Con sólo apagar el interruptor, el complejo se quedó a oscuras. Entonces Simon metió la mano en el bolsillo y sacó su nuevo juguete, unas gafas térmicas de rayos infrarrojos. Encendió el artefacto y reguló la correa para que las lentes binoculares se le ajustaran bien a los ojos. Su tecnología era muy superior a la de las gafas de visión nocturna del ejército de Estados Unidos, que funcionaban intensificando la luz que apenas era visible; las gafas térmicas, en cambio, mostraban calor, no luz, de modo que podían funcionar en total oscuridad. En la pantalla del visor los monitores de los ordenadores, todavía calientes, brillaban con intensidad mientras que el frío acero de la puerta se veía negro azabache.
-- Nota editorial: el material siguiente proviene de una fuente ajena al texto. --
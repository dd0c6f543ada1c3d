//! Health tracking for the monitor pipeline
//!
//! Each pipeline stage reports its last outcome here; the API exposes the
//! result as liveness and readiness checks.

use serde::{Deserialize, Serialize};
use std::collections::HashMap;
use std::sync::Arc;
use tokio::sync::RwLock;

use crate::error::MonitorError;

/// Health status of a component
#[derive(Debug, Clone, Copy, PartialEq, Eq, Serialize, Deserialize)]
#[serde(rename_all = "lowercase")]
pub enum ComponentStatus {
    Healthy,
    /// Last call failed but the stage keeps running
    Degraded,
    Unhealthy,
}

impl ComponentStatus {
    pub fn is_operational(&self) -> bool {
        matches!(self, ComponentStatus::Healthy | ComponentStatus::Degraded)
    }
}

/// Last known health of one component
#[derive(Debug, Clone, Serialize, Deserialize)]
pub struct ComponentHealth {
    pub status: ComponentStatus,
    #[serde(skip_serializing_if = "Option::is_none")]
    pub message: Option<String>,
    pub last_check_timestamp: i64,
}

impl ComponentHealth {
    fn at_now(status: ComponentStatus, message: Option<String>) -> Self {
        Self {
            status,
            message,
            last_check_timestamp: chrono::Utc::now().timestamp(),
        }
    }

    pub fn healthy() -> Self {
        Self::at_now(ComponentStatus::Healthy, None)
    }

    pub fn degraded(message: impl Into<String>) -> Self {
        Self::at_now(ComponentStatus::Degraded, Some(message.into()))
    }

    pub fn unhealthy(message: impl Into<String>) -> Self {
        Self::at_now(ComponentStatus::Unhealthy, Some(message.into()))
    }

    /// Health implied by the outcome of a pipeline call.
    ///
    /// Backend failures degrade the component, missing configuration makes
    /// it unhealthy, and data-level outcomes (malformed input, empty bucket,
    /// empty window) leave it healthy.
    pub fn from_outcome<T>(outcome: &Result<T, MonitorError>) -> Self {
        match outcome {
            Ok(_) => Self::healthy(),
            Err(e @ MonitorError::ConfigurationMissing(_)) => Self::unhealthy(e.to_string()),
            Err(e) if e.is_invocation_failure() => Self::degraded(e.to_string()),
            Err(_) => Self::healthy(),
        }
    }
}

/// Overall health response
#[derive(Debug, Clone, Serialize, Deserialize)]
pub struct HealthResponse {
    pub status: ComponentStatus,
    pub components: HashMap<String, ComponentHealth>,
}

impl HealthResponse {
    /// Worst status across all components
    pub fn compute_status(components: &HashMap<String, ComponentHealth>) -> ComponentStatus {
        let mut has_degraded = false;

        for health in components.values() {
            match health.status {
                ComponentStatus::Unhealthy => return ComponentStatus::Unhealthy,
                ComponentStatus::Degraded => has_degraded = true,
                ComponentStatus::Healthy => {}
            }
        }

        if has_degraded {
            ComponentStatus::Degraded
        } else {
            ComponentStatus::Healthy
        }
    }
}

/// Readiness response
#[derive(Debug, Clone, Serialize, Deserialize)]
pub struct ReadinessResponse {
    pub ready: bool,
    #[serde(skip_serializing_if = "Option::is_none")]
    pub reason: Option<String>,
}

/// Component names for health tracking
pub mod components {
    pub const ROUTER: &str = "router";
    pub const INGESTION: &str = "ingestion";
    pub const AGGREGATOR: &str = "aggregator";
    pub const EVALUATOR: &str = "evaluator";
    pub const REPORTER: &str = "reporter";

    pub const ALL: [&str; 5] = [ROUTER, INGESTION, AGGREGATOR, EVALUATOR, REPORTER];
}

/// Shared registry of component health
#[derive(Debug, Clone)]
pub struct HealthRegistry {
    components: Arc<RwLock<HashMap<String, ComponentHealth>>>,
    ready: Arc<RwLock<bool>>,
}

impl Default for HealthRegistry {
    fn default() -> Self {
        Self::new()
    }
}

impl HealthRegistry {
    pub fn new() -> Self {
        Self {
            components: Arc::new(RwLock::new(HashMap::new())),
            ready: Arc::new(RwLock::new(false)),
        }
    }

    /// Register a component as healthy
    pub async fn register(&self, name: &str) {
        let mut components = self.components.write().await;
        components.insert(name.to_string(), ComponentHealth::healthy());
    }

    /// Register every pipeline component
    pub async fn register_all(&self) {
        for name in components::ALL {
            self.register(name).await;
        }
    }

    pub async fn update(&self, name: &str, health: ComponentHealth) {
        let mut components = self.components.write().await;
        components.insert(name.to_string(), health);
    }

    pub async fn set_healthy(&self, name: &str) {
        self.update(name, ComponentHealth::healthy()).await;
    }

    pub async fn set_degraded(&self, name: &str, message: impl Into<String>) {
        self.update(name, ComponentHealth::degraded(message)).await;
    }

    pub async fn set_unhealthy(&self, name: &str, message: impl Into<String>) {
        self.update(name, ComponentHealth::unhealthy(message)).await;
    }

    /// Record the outcome of a call made by `name`
    pub async fn observe<T>(&self, name: &str, outcome: &Result<T, MonitorError>) {
        self.update(name, ComponentHealth::from_outcome(outcome)).await;
    }

    pub async fn set_ready(&self, ready: bool) {
        let mut r = self.ready.write().await;
        *r = ready;
    }

    pub async fn health(&self) -> HealthResponse {
        let components = self.components.read().await.clone();
        let status = HealthResponse::compute_status(&components);
        HealthResponse { status, components }
    }

    pub async fn readiness(&self) -> ReadinessResponse {
        let ready = *self.ready.read().await;
        let health = self.health().await;

        if !ready {
            ReadinessResponse {
                ready: false,
                reason: Some("Monitor not yet initialized".to_string()),
            }
        } else if health.status == ComponentStatus::Unhealthy {
            ReadinessResponse {
                ready: false,
                reason: Some("Pipeline component unhealthy".to_string()),
            }
        } else {
            ReadinessResponse {
                ready: true,
                reason: None,
            }
        }
    }
}

#[cfg(test)]
mod tests {
    use super::*;

    #[tokio::test]
    async fn test_health_registry_initial_state() {
        let registry = HealthRegistry::new();
        let health = registry.health().await;

        assert_eq!(health.status, ComponentStatus::Healthy);
        assert!(health.components.is_empty());
    }

    #[tokio::test]
    async fn test_register_all_components() {
        let registry = HealthRegistry::new();
        registry.register_all().await;

        let health = registry.health().await;
        assert_eq!(health.components.len(), 5);
        assert_eq!(
            health.components[components::EVALUATOR].status,
            ComponentStatus::Healthy
        );
    }

    #[tokio::test]
    async fn test_backend_failure_degrades() {
        let registry = HealthRegistry::new();
        registry.register_all().await;

        let outcome: Result<(), _> = Err(MonitorError::backend("object store", "timed out"));
        registry.observe(components::AGGREGATOR, &outcome).await;

        let health = registry.health().await;
        assert_eq!(health.status, ComponentStatus::Degraded);
        assert!(health.components[components::AGGREGATOR]
            .message
            .as_deref()
            .unwrap()
            .contains("timed out"));
    }

    #[tokio::test]
    async fn test_data_level_errors_stay_healthy() {
        let registry = HealthRegistry::new();
        let outcome: Result<(), _> = Err(MonitorError::EmptyStore {
            source_name: "bucket".into(),
        });
        registry.observe(components::EVALUATOR, &outcome).await;

        assert_eq!(registry.health().await.status, ComponentStatus::Healthy);
    }

    #[tokio::test]
    async fn test_recovery_after_success() {
        let registry = HealthRegistry::new();
        registry.set_degraded(components::REPORTER, "upload failed").await;
        registry.observe(components::REPORTER, &Ok::<_, MonitorError>(())).await;

        assert_eq!(registry.health().await.status, ComponentStatus::Healthy);
    }

    #[tokio::test]
    async fn test_readiness_not_ready_initially() {
        let registry = HealthRegistry::new();
        let readiness = registry.readiness().await;

        assert!(!readiness.ready);
        assert!(readiness.reason.is_some());
    }

    #[tokio::test]
    async fn test_readiness_ready_when_set() {
        let registry = HealthRegistry::new();
        registry.set_ready(true).await;

        assert!(registry.readiness().await.ready);
    }

    #[tokio::test]
    async fn test_readiness_not_ready_when_unhealthy() {
        let registry = HealthRegistry::new();
        registry.register(components::ROUTER).await;
        registry.set_ready(true).await;
        registry.set_unhealthy(components::ROUTER, "closed").await;

        assert!(!registry.readiness().await.ready);
    }
}
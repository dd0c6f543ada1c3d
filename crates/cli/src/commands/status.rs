//! Service health commands

use anyhow::Result;
use colored::Colorize;
use tabled::Tabled;

use crate::client::{ApiClient, HealthReport, Readiness};
use crate::output::{color_status, format_unix, print_json, print_table, OutputFormat};

#[derive(Tabled)]
struct ComponentRow {
    #[tabled(rename = "Component")]
    name: String,
    #[tabled(rename = "Status")]
    status: String,
    #[tabled(rename = "Last Check (UTC)")]
    last_check: String,
    #[tabled(rename = "Message")]
    message: String,
}

/// Show component health and readiness
pub async fn show_health(client: &ApiClient, format: OutputFormat) -> Result<()> {
    let (_, health): (_, HealthReport) = client.get_status("healthz").await?;
    let (_, readiness): (_, Readiness) = client.get_status("readyz").await?;

    match format {
        OutputFormat::Json => print_json(&serde_json::json!({
            "health": health,
            "readiness": readiness,
        }))?,
        OutputFormat::Table => {
            let ready = if readiness.ready { "ready" } else { "not ready" };

            println!("{}", "Monitor Health".bold());
            println!("{}", "=".repeat(50));
            println!("Overall:    {}", color_status(&health.status));
            println!("Readiness:  {}", color_status(ready));
            if let Some(reason) = &readiness.reason {
                println!("Reason:     {}", reason.dimmed());
            }
            println!();

            let mut rows: Vec<ComponentRow> = health
                .components
                .into_iter()
                .map(|(name, c)| ComponentRow {
                    name,
                    status: color_status(&c.status),
                    last_check: format_unix(c.last_check_timestamp),
                    message: c.message.unwrap_or_default(),
                })
                .collect();
            rows.sort_by(|a, b| a.name.cmp(&b.name));

            print_table(rows);
        }
    }

    Ok(())
}
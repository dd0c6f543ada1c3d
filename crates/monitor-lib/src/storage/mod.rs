//! Object storage collaborators
//!
//! The monitor only needs three operations from an object store: a full
//! listing, a delete and a put. Listing order is the store's native order,
//! which the eviction policy relies on for tie-breaking.

mod memory;
mod s3;

pub use memory::MemoryObjectStore;
pub use s3::{S3ObjectStore, S3StoreConfig};

use crate::error::Result;
use crate::models::ObjectEntry;
use crate::notification::StorageEventNotification;

pub use async_trait::async_trait;

/// Trait for object store implementations
#[async_trait]
pub trait ObjectStore: Send + Sync {
    /// List every object currently in the bucket, in native listing order
    async fn list(&self, source_name: &str) -> Result<Vec<ObjectEntry>>;

    /// Delete one object
    async fn delete(&self, source_name: &str, key: &str) -> Result<()>;

    /// Store an object, replacing any existing one under the same key
    async fn put(&self, source_name: &str, key: &str, bytes: Vec<u8>, content_type: &str)
        -> Result<()>;
}

/// Receiver of change notifications emitted by an object store
pub trait ChangeNotifier: Send + Sync {
    fn notify(&self, notification: StorageEventNotification);
}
Si seguía las luces fluorescentes, recién apagadas y que todavía estaban enfriándose, llegaría fácilmente a las escaleras. Simon sonrió en la oscuridad. Adoraba las nuevas tecnologías. Ahora estaba listo para dar caza a su presa, ese esbelto y atlético prisionero que le recordaba a un pajarillo asustado.

Tras bajar dos tramos de escaleras oyó pasos. Sin hacer ruido, retrocedió un tramo hasta el rellano y apuntó la Uzi a la entrada de la escalera. Unos segundos más tarde pudo ver tres haces de luz alumbrando el pasillo. Esto no se podía considerar exactamente un fallo de los agentes; teniendo en cuenta las circunstancias, no tenían otra opción que utilizar sus linternas. El resultado, sin embargo, era el mismo. En el visor infrarrojo Simon pudo ver una mano agarrada a un cilindro brillante y una cara espectral que parecía haber sido untada con pintura brillante. Antes de que el agente alumbrara a Simon con la linterna éste disparó dos balas a la resplandeciente cabeza.